[TASK DESCRIPTION] Please give the number of lines in the listing that include the word "been", with no other words.

[GIVEN RECORDS]
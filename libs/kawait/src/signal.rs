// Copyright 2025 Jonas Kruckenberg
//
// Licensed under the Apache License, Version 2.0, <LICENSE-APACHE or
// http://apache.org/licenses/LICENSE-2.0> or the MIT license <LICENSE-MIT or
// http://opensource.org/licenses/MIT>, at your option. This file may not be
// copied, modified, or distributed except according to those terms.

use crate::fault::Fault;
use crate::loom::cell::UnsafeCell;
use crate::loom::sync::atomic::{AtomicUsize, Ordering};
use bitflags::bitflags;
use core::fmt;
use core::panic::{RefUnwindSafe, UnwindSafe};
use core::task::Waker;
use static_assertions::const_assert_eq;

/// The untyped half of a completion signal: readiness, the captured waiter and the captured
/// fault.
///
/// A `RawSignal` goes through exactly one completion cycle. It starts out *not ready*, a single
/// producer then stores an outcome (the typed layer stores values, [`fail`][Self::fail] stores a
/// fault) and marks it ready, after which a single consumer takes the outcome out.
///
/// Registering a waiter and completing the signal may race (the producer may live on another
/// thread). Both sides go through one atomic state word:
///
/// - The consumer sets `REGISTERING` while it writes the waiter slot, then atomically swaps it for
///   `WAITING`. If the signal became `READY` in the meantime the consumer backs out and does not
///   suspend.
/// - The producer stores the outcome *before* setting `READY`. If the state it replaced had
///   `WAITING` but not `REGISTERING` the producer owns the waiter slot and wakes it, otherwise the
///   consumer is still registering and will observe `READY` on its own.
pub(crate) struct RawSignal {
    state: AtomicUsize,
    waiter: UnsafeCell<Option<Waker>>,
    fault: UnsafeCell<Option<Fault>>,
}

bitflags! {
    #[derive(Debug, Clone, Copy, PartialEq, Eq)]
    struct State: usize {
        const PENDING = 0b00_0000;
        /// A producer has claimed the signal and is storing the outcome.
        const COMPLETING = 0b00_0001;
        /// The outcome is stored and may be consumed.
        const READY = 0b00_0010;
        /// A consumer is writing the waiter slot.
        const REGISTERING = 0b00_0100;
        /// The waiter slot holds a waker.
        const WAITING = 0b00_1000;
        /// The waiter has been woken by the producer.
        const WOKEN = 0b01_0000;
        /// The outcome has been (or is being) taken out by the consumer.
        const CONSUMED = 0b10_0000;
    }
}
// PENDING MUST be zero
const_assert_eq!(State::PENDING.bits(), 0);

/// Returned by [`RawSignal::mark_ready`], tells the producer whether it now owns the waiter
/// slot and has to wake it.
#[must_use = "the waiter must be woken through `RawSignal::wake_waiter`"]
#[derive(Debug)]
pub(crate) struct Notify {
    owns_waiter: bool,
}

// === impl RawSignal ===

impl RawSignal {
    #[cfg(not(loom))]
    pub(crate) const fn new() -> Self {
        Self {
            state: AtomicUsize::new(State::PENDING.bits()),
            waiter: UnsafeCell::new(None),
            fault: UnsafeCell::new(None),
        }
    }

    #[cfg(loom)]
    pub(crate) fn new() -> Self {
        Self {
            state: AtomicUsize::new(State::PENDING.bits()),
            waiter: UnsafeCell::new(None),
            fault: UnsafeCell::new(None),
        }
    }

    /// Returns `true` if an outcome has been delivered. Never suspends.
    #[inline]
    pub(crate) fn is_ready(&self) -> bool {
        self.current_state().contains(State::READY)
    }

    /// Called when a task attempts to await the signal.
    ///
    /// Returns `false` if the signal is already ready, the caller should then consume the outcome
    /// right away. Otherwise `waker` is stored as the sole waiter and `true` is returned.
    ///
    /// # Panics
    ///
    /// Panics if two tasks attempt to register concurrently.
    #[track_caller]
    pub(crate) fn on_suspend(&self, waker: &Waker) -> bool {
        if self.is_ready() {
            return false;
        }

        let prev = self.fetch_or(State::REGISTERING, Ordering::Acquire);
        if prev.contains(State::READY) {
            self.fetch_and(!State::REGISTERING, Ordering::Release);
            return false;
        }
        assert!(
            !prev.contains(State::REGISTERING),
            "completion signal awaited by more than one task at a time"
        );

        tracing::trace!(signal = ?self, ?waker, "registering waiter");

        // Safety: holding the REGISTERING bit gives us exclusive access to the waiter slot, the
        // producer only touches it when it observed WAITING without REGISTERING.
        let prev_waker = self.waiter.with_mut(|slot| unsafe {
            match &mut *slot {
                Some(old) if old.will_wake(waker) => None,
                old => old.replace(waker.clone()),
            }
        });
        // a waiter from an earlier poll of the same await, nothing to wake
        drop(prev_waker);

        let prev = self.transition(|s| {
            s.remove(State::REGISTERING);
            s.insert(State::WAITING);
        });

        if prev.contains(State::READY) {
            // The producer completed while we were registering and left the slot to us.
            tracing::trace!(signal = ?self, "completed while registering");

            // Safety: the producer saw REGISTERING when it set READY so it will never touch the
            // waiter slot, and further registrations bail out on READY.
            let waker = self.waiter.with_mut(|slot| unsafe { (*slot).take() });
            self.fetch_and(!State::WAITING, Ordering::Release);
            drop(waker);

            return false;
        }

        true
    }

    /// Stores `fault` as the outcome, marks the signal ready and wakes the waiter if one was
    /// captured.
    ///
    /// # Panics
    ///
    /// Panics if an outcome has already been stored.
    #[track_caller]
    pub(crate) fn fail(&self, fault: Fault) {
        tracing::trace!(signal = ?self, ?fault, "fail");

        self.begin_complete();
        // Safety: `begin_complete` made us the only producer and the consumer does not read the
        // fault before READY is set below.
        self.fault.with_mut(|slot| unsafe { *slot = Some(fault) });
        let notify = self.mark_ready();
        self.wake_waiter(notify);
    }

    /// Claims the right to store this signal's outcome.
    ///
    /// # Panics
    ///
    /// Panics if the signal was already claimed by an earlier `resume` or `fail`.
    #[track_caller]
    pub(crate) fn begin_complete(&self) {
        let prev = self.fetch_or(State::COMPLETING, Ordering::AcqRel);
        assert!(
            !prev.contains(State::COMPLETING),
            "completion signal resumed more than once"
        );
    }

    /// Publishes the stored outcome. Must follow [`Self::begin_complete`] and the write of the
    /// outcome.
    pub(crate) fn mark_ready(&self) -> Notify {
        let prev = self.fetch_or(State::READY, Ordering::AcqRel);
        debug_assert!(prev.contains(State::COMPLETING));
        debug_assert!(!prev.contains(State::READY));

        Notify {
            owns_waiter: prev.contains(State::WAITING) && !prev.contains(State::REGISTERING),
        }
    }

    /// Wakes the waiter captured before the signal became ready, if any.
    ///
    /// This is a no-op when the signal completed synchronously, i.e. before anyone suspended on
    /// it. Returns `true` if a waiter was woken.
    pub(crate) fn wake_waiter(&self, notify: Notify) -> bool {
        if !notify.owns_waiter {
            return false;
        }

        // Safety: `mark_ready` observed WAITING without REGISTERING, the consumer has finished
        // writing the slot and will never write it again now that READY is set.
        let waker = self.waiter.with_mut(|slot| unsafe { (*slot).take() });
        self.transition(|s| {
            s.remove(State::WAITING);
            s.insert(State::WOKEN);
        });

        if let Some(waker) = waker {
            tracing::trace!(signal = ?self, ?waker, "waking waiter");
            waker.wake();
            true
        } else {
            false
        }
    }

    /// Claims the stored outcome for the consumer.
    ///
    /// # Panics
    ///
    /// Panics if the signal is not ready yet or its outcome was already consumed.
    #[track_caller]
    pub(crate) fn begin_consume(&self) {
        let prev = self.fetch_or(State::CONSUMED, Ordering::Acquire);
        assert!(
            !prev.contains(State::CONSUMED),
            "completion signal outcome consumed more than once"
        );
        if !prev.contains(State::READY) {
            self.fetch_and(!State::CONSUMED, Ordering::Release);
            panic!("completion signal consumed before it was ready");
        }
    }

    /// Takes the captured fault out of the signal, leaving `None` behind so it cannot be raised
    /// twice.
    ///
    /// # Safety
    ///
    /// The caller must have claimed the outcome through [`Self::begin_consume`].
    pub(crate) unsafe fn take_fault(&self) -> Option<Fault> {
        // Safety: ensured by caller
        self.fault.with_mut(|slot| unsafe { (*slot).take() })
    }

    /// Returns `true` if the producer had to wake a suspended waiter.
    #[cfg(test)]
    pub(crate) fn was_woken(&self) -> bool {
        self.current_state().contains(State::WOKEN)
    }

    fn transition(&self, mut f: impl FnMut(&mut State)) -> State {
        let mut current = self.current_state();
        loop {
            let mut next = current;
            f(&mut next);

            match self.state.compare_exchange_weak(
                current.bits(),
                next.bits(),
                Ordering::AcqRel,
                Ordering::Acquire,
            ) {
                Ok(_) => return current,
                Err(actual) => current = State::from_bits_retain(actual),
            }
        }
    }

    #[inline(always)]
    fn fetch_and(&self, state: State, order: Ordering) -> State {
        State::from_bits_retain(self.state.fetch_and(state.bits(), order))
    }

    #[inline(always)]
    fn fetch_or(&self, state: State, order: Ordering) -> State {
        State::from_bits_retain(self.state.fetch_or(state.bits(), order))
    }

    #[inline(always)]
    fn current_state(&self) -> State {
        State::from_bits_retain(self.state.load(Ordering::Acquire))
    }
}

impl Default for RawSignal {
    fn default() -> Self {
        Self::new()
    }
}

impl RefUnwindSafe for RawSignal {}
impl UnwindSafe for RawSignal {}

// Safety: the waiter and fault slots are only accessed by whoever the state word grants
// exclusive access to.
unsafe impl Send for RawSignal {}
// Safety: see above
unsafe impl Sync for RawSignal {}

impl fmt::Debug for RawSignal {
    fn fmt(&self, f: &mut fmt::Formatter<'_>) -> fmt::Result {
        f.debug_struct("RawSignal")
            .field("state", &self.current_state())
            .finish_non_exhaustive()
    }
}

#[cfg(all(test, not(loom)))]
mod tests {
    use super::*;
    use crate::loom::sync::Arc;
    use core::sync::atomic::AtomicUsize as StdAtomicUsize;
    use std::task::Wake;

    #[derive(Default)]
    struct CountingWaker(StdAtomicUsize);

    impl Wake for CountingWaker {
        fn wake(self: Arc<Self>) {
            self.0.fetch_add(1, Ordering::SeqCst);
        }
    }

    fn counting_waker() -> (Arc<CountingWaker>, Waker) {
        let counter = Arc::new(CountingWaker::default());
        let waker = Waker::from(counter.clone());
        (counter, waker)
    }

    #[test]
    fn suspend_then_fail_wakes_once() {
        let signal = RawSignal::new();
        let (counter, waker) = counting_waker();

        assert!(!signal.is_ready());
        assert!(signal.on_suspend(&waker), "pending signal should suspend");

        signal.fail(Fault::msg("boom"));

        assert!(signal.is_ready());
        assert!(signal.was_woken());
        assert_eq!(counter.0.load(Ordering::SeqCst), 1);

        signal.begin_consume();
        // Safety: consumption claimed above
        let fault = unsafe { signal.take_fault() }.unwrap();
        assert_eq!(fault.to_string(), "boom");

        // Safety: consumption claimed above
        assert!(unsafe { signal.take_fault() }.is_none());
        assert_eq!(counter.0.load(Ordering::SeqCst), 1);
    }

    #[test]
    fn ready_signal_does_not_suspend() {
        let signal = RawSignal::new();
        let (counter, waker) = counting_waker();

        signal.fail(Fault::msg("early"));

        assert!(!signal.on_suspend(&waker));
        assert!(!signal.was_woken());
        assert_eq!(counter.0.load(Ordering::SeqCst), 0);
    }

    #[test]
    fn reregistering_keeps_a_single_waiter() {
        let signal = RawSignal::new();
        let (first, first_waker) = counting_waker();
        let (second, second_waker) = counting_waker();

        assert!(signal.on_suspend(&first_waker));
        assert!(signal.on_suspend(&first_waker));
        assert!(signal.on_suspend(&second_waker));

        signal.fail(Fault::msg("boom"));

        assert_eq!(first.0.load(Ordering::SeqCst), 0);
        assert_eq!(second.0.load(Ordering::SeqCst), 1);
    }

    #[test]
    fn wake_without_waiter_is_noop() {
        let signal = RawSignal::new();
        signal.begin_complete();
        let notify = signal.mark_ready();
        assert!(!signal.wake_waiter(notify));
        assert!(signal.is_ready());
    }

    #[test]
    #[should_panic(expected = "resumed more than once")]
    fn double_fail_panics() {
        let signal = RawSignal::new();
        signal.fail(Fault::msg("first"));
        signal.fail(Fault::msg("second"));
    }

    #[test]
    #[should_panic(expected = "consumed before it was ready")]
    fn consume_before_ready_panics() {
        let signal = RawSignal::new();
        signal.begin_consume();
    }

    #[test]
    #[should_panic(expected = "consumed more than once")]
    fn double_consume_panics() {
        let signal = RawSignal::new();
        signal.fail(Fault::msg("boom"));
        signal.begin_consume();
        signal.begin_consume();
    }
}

[PROBLEM SOLUTION] 4